It is well settled that Denes and Ann Marie have a fundamental liberty interest in maintaining custody of their child without state interference. See, e.g., Wilkinson v. Russell, 182 F.3d 89, 103 (2d Cir. 1999) ("It has long been settled in this Circuit that a parent's interest in the custody of a child is a constitutionally protected liberty interest subject to due process protection." (internal quotation marks and brackets omitted)); Gottlieb v. Cnty. of Orange, 84 F.3d 511, 518 (2d Cir. 1996).

Consequently, absent a sufficiently compelling justification, the state may not have separated Denes and Ann Marie from their daughter. See Tenenbaum, 193 F.3d at 600 (citing County of Sacramento v. Lewis, 523 U.S. 833, 846 (1998)); Velez v. Reynolds, 325 F. Supp. 2d 293, 303 (S.D.N.Y. 2004) ("Substantive due process protects individuals from arbitrary government intrusions by requiring a reasonable basis or justification for such action.").

Relevant here, the Second Circuit has recognized one such justification to be the "governmental interest in the protection of minor children, particularly in circumstances where the protection is considered necessary as against the parents themselves." Wilkinson, 182 F.3d at 104; see also van Emrik v. Chemung Cnty. Dep't of Soc. Servs., 911 F.2d 863, 866 (2d Cir. 1990). Detention to serve that interest is warranted where the state has a "reasonable basis" to believe that a child has been the victim of abuse and that detention is necessary to protect the child from further harm. Wilkinson, 182 F.3d at 104 (internal quotation marks omitted). That standard "reflects the recognized need for unusual deference in the abuse investigation context."Id.

The Second Circuit has also said that detention to serve the interest in protecting children from abuse is warranted where, although "the primary evidence of abuse ha[s] been discredited," the state requires time to process the fact that evidence has been discredited and to determine the most sensible course of action moving forward. Kia P., 235 F.3d at 759.
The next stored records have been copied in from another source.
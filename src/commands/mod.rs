//! CLI commands for affected-ci
//!
//! - **affected**: print the change-detection payload
//! - **ci**: run CI for affected workspaces
//! - **contract**: validate workspace manifests
//! - **run**: run one task for every affected app
//! - **project-files**: list changed project-level files
//!
//! All commands accept `&WorkspaceContext` to avoid redundant workspace loads.

pub mod affected;
pub mod ci;
pub mod contract;
pub mod project_files;
pub mod run;

pub use affected::{OutputFormat, run_affected};
pub use ci::run_ci;
pub use contract::run_contract;
pub use project_files::run_project_files;
pub use run::run_task;
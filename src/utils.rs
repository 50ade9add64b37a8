//! Utility functions for cross-platform path handling

/// Convert a path to git format (always forward slashes)
///
/// Git reports forward slashes everywhere, but paths may also arrive from
/// callers on Windows. Classification only ever compares forward-slash strings.
pub fn to_git_path(path: &str) -> String {
  path.trim().replace('\\', "/")
}

/// Whether `path` equals `entry` or lives under it
///
/// Entries ending in `/` are directory prefixes. Bare entries match exactly or as
/// a whole path component prefix (`scripts` matches `scripts/x` but not `scripts2`).
pub fn path_matches(path: &str, entry: &str) -> bool {
  if let Some(dir) = entry.strip_suffix('/') {
    return path == dir || path.starts_with(entry);
  }
  path == entry || path.strip_prefix(entry).is_some_and(|rest| rest.starts_with('/'))
}

/// First path segment and the remainder (`apps/web/src/x.ts` → `("apps", "web/src/x.ts")`)
pub fn split_first_segment(path: &str) -> (&str, Option<&str>) {
  match path.split_once('/') {
    Some((head, rest)) => (head, Some(rest)),
    None => (path, None),
  }
}
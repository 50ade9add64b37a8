//! Check trait abstraction for workspace contract validation
//!
//! Every contract rule implements `Check`. A check never stops at the first
//! problem: it returns all of its violations so one run shows the complete
//! compliance picture.

use crate::core::config::GateConfig;
use crate::core::error::GateResult;
use crate::graph::WorkspaceGraph;
use crate::workspace::Inventory;
use serde::Serialize;
use std::fmt;

/// Severity level for check results
#[derive(Debug, Clone, Copy, PartialEq, Eq, Serialize)]
pub enum Severity {
  /// Informational message (not an issue)
  Info,
  /// Error (blocking, must be fixed)
  Error,
}

impl fmt::Display for Severity {
  fn fmt(&self, f: &mut fmt::Formatter<'_>) -> fmt::Result {
    match self {
      Severity::Info => write!(f, "INFO"),
      Severity::Error => write!(f, "ERROR"),
    }
  }
}

/// Result of running a check
#[derive(Debug, Clone, Serialize)]
pub struct CheckResult {
  /// Name of the check that ran
  pub check_name: String,
  /// Whether the check passed
  pub passed: bool,
  pub severity: Severity,
  /// Human-readable summary
  pub message: String,
  /// One line per problem found
  pub violations: Vec<String>,
  /// Additional metadata (for JSON output)
  #[serde(skip_serializing_if = "Option::is_none")]
  pub details: Option<serde_json::Value>,
}

impl CheckResult {
  /// Passing when `violations` is empty, failing otherwise
  pub fn from_violations(check_name: impl Into<String>, violations: Vec<String>) -> Self {
    let passed = violations.is_empty();
    let message = if passed {
      "no violations".to_string()
    } else {
      format!("{} violation(s)", violations.len())
    };
    Self {
      check_name: check_name.into(),
      passed,
      severity: if passed { Severity::Info } else { Severity::Error },
      message,
      violations,
      details: None,
    }
  }

  /// Create a failing check result with error severity
  pub fn error(check_name: impl Into<String>, message: impl Into<String>) -> Self {
    let message = message.into();
    Self {
      check_name: check_name.into(),
      passed: false,
      severity: Severity::Error,
      violations: vec![message.clone()],
      message,
      details: None,
    }
  }

  /// Add details to the check result
  pub fn with_details(mut self, details: serde_json::Value) -> Self {
    self.details = Some(details);
    self
  }
}

/// Context passed to checks
#[derive(Clone, Copy)]
pub struct CheckContext<'a> {
  pub config: &'a GateConfig,
  pub inventory: &'a Inventory,
  pub graph: &'a WorkspaceGraph,
}

/// Contract check trait
pub trait Check: Send + Sync {
  /// Unique name for this check (kebab-case)
  fn name(&self) -> &str;

  /// Human-readable description of what this check validates
  fn description(&self) -> &str;

  /// Run the check and return a result
  fn run(&self, ctx: &CheckContext) -> GateResult<CheckResult>;
}
//! Core building blocks shared by every command
//!
//! - **config**: affected.toml parsing and defaults
//! - **context**: workspace context built once per run
//! - **error**: error taxonomy with exit codes and help text
//! - **vcs**: git subprocess backend (SystemGit)

pub mod config;
pub mod context;
pub mod error;
pub mod vcs;
//! Workspace dependency graph built from package.json manifests + petgraph
//!
//! ## Graph Structure
//!
//! - **Directed Graph**: `A → B` means "A declares a dependency on B"
//! - **Nodes**: active workspaces that declare a `name` (apps and packages)
//! - **Edges**: runtime/optional/peer dependencies that resolve to another node;
//!   external packages never become nodes
//! - **Reverse dependents**: package name → apps depending on it, one hop only
//!
//! Propagation is deliberately limited to a single package → app hop. A package
//! depending on a changed package is not widened into the affected set; the
//! forward graph exists for cycle detection, not for transitive impact.

use super::cycles;
use crate::workspace::{Inventory, Workspace, WorkspaceKind};
use petgraph::graph::{DiGraph, NodeIndex};
use std::collections::{BTreeMap, BTreeSet, HashMap};

/// Package declared name → directory names of apps that depend on it
pub type ReverseDependents = BTreeMap<String, BTreeSet<String>>;

/// A workspace node in the dependency graph
#[derive(Debug, Clone)]
pub struct WorkspaceNode {
  /// `name` from package.json
  pub name: String,
  pub kind: WorkspaceKind,
  /// Directory name under its root
  pub dir_name: String,
}

impl AsRef<str> for WorkspaceNode {
  fn as_ref(&self) -> &str {
    &self.name
  }
}

/// Forward graph plus the one-hop reverse index used for impact propagation
pub struct WorkspaceGraph {
  graph: DiGraph<WorkspaceNode, ()>,
  reverse: ReverseDependents,
}

impl WorkspaceGraph {
  /// Build both directions from the inventory. Never mutates the inventory.
  pub fn build(inventory: &Inventory) -> Self {
    let mut graph = DiGraph::new();
    let mut name_to_node = HashMap::new();

    for ws in inventory.iter().filter(|ws| ws.is_active()) {
      let Some(name) = ws.declared_name() else {
        tracing::debug!("{} has no declared name, left out of the graph", ws.dir);
        continue;
      };
      if name_to_node.contains_key(name) {
        tracing::warn!("duplicate workspace name '{}' at {}, keeping the first", name, ws.dir);
        continue;
      }

      let idx = graph.add_node(WorkspaceNode {
        name: name.to_string(),
        kind: ws.kind,
        dir_name: ws.name.clone(),
      });
      name_to_node.insert(name.to_string(), idx);
    }

    for ws in inventory.iter().filter(|ws| ws.is_active()) {
      let Some(from) = ws.declared_name().and_then(|n| name_to_node.get(n)).copied() else {
        continue;
      };
      if graph[from].dir_name != ws.name || graph[from].kind != ws.kind {
        // the duplicate that lost the name slot
        continue;
      }
      for dep in ws.manifest.dependency_names() {
        if let Some(&to) = name_to_node.get(dep) {
          graph.add_edge(from, to, ());
        }
      }
    }

    let reverse = build_reverse_dependents(inventory);

    tracing::debug!(
      "workspace graph: {} node(s), {} edge(s), {} package(s) with dependents",
      graph.node_count(),
      graph.edge_count(),
      reverse.len()
    );

    Self { graph, reverse }
  }

  /// Apps (directory names) that declare a dependency on the package with this declared name
  pub fn dependents_of(&self, package_name: &str) -> Option<&BTreeSet<String>> {
    self.reverse.get(package_name)
  }

  pub fn reverse_dependents(&self) -> &ReverseDependents {
    &self.reverse
  }

  /// Forward adjacency as declared names, targets in node order
  pub fn forward_edges(&self) -> BTreeMap<String, Vec<String>> {
    self
      .graph
      .node_indices()
      .map(|idx| {
        let mut targets: Vec<NodeIndex> = self.graph.neighbors(idx).collect();
        targets.sort();
        (
          self.graph[idx].name.clone(),
          targets.into_iter().map(|t| self.graph[t].name.clone()).collect(),
        )
      })
      .collect()
  }

  /// Dependency cycles, each as `[A, B, ..., A]`
  pub fn find_cycles(&self) -> Vec<Vec<String>> {
    cycles::find_cycles(&self.graph)
  }

  pub fn node_count(&self) -> usize {
    self.graph.node_count()
  }
}

/// Package name → dependent apps
///
/// For each active app and each of its declared dependency names, add an edge when
/// the name belongs to an active package.
pub fn build_reverse_dependents(inventory: &Inventory) -> ReverseDependents {
  let packages: HashMap<&str, &Workspace> = inventory
    .packages()
    .iter()
    .filter(|pkg| pkg.is_active())
    .filter_map(|pkg| pkg.declared_name().map(|name| (name, pkg)))
    .collect();

  let mut reverse = ReverseDependents::new();
  for app in inventory.apps().iter().filter(|app| app.is_active()) {
    for dep in app.manifest.dependency_names() {
      if packages.contains_key(dep) {
        reverse.entry(dep.to_string()).or_default().insert(app.name.clone());
      }
    }
  }
  reverse
}
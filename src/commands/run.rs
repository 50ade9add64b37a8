//! `affected-ci run <task>` - Run one task for every affected app
//!
//! `type-check` skips apps without any TypeScript source, so apps written in
//! plain JavaScript don't fail on a missing `tsconfig.json`.

use crate::changes::ChangeSourceConfig;
use crate::core::context::WorkspaceContext;
use crate::core::error::{GateResult, ResultExt};
use crate::runner::{ProcessExecutor, TaskExecutor, TaskRequest};
use crate::ui::OutputMode;
use crate::workspace::WorkspaceKind;
use std::fs;
use std::path::{Path, PathBuf};

const TYPE_CHECK: &str = "type-check";

/// Run the run command
pub fn run_task(ctx: &WorkspaceContext, changes: &ChangeSourceConfig, task: &str, mode: OutputMode) -> GateResult<()> {
  let affected = ctx.detect(changes)?;
  if affected.apps.is_empty() {
    println!("No affected apps detected. Skipping.");
    return Ok(());
  }

  let mut executor = ProcessExecutor::new(ctx.workspace_root(), ctx.config.runner.clone(), mode);

  for name in &affected.apps {
    let Some(app) = ctx.inventory.get(WorkspaceKind::App, name) else {
      continue;
    };

    if !app.is_active() {
      println!("\n▶ {} for {} (skipped: inactive)", task, app.dir);
      continue;
    }

    if task == TYPE_CHECK && !has_typescript_files(&ctx.root.join(&app.dir))? {
      println!("\n▶ {} for {} (skipped: no TS files)", task, app.dir);
      continue;
    }

    println!("\n▶ {} for {}", task, app.dir);
    executor.execute(&TaskRequest::workspace(&app.dir, task))?;
  }

  Ok(())
}

/// Any `.ts` or `.tsx` file anywhere below `dir` (symlinks are not followed)
fn has_typescript_files(dir: &Path) -> GateResult<bool> {
  let mut stack: Vec<PathBuf> = vec![dir.to_path_buf()];

  while let Some(current) = stack.pop() {
    let entries = fs::read_dir(&current).with_context(|| format!("Failed to list {}", current.display()))?;
    for entry in entries {
      let entry = entry.with_context(|| format!("Failed to list {}", current.display()))?;
      let file_type = entry.file_type()?;
      let path = entry.path();

      if file_type.is_dir() {
        stack.push(path);
      } else if path
        .extension()
        .and_then(|ext| ext.to_str())
        .is_some_and(|ext| ext == "ts" || ext == "tsx")
      {
        return Ok(true);
      }
    }
  }

  Ok(false)
}
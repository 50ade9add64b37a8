//! Unified workspace context - build once, pass everywhere
//!
//! ```text
//! main.rs:
//!   WorkspaceContext::build() -> &WorkspaceContext
//!   |
//!   v
//! commands/affected.rs, ci.rs, contract.rs, ...:
//!   fn run_*(ctx: &WorkspaceContext, ...)
//! ```
//!
//! The inventory and graph are read-only after construction.

use crate::changes::{ChangeSource, ChangeSourceConfig};
use crate::checks::CheckContext;
use crate::core::config::GateConfig;
use crate::core::error::GateResult;
use crate::core::vcs::SystemGit;
use crate::graph::affected::{self, AffectedResult, RuleTable};
use crate::graph::WorkspaceGraph;
use crate::workspace::Inventory;
use std::path::{Path, PathBuf};
use std::sync::Arc;

/// Everything a command needs to know about the monorepo
pub struct WorkspaceContext {
  /// Monorepo root directory (absolute path)
  pub root: PathBuf,

  /// affected.toml, or defaults
  pub config: Arc<GateConfig>,

  /// Apps and packages found at startup
  pub inventory: Inventory,

  /// Dependency graph (built from the inventory)
  pub graph: Arc<WorkspaceGraph>,

  /// Path classification rules (built from config)
  pub rules: RuleTable,
}

impl WorkspaceContext {
  /// Load config, scan the inventory and build the graph
  pub fn build(root: &Path) -> GateResult<Self> {
    let config = GateConfig::load(root)?;
    Self::with_config(root, config)
  }

  pub fn with_config(root: &Path, config: GateConfig) -> GateResult<Self> {
    let inventory = Inventory::scan(root, &config)?;
    Ok(Self::from_parts(root, config, inventory))
  }

  /// Assemble from an inventory that is already loaded
  pub fn from_parts(root: &Path, config: GateConfig, inventory: Inventory) -> Self {
    let graph = Arc::new(WorkspaceGraph::build(&inventory));
    let rules = RuleTable::new(&config);

    Self {
      root: root.to_path_buf(),
      config: Arc::new(config),
      inventory,
      graph,
      rules,
    }
  }

  /// Borrowed view handed to contract checks
  pub fn check_context(&self) -> CheckContext<'_> {
    CheckContext {
      config: &self.config,
      inventory: &self.inventory,
      graph: &self.graph,
    }
  }

  /// Get workspace root as Path reference (convenience)
  pub fn workspace_root(&self) -> &Path {
    &self.root
  }

  /// Changed files for this run, straight from git
  pub fn changed_files(&self, changes: &ChangeSourceConfig) -> GateResult<Vec<String>> {
    let git = SystemGit::open(&self.root)?;
    ChangeSource::new(git, changes.clone()).list_changed()
  }

  /// Classify an explicit file list against this snapshot
  pub fn resolve(&self, changed_files: &[String]) -> AffectedResult {
    affected::resolve(changed_files, &self.inventory, &self.graph, &self.rules)
  }

  /// Change detection end to end
  pub fn detect(&self, changes: &ChangeSourceConfig) -> GateResult<AffectedResult> {
    let files = self.changed_files(changes)?;
    Ok(self.resolve(&files))
  }
}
The Second Circuit has held that brief separations of child and parent "generally do not rise to the level of a substantive due process violation, at least where the purpose of the removal is to keep the child safe during investigation and court confirmation of the basis for removal." Nicholson v. Scoppetta, 344 F.3d 154, 172 (2d Cir. 2003); see also Southerland, ___ F.3d at ___, 2011 WL 2279186, at *17 ("We have also recognized that substantive due process claims in the child-removal context have a temporal dimension."); Tenenbaum, 193 F.3d at 600.

In this case, no reasonable jury could find that the medical defendants' detention of Y.Q. from informal medical clearance to discharge was without adequate justification. The only reasonable view of the evidence is that for the first part of that period, the medical defendants held Y.Q. to permit ACS sufficient time to determine whether and how to proceed against her parents. For part of January 10, 2006, the medical defendants held Y.Q. while the state secured an abuse petition from the family court. And, from January 10, 2006 until discharge, the medical defendants were holding Y.Q. while final arrangements for her discharge were completed. As a matter of law, detention of this sort is clearly not "without a reasonable basis" and also is not "without any reasonable justification in the service of a legitimate governmental objective." Kia P., 235 F.3d at 759.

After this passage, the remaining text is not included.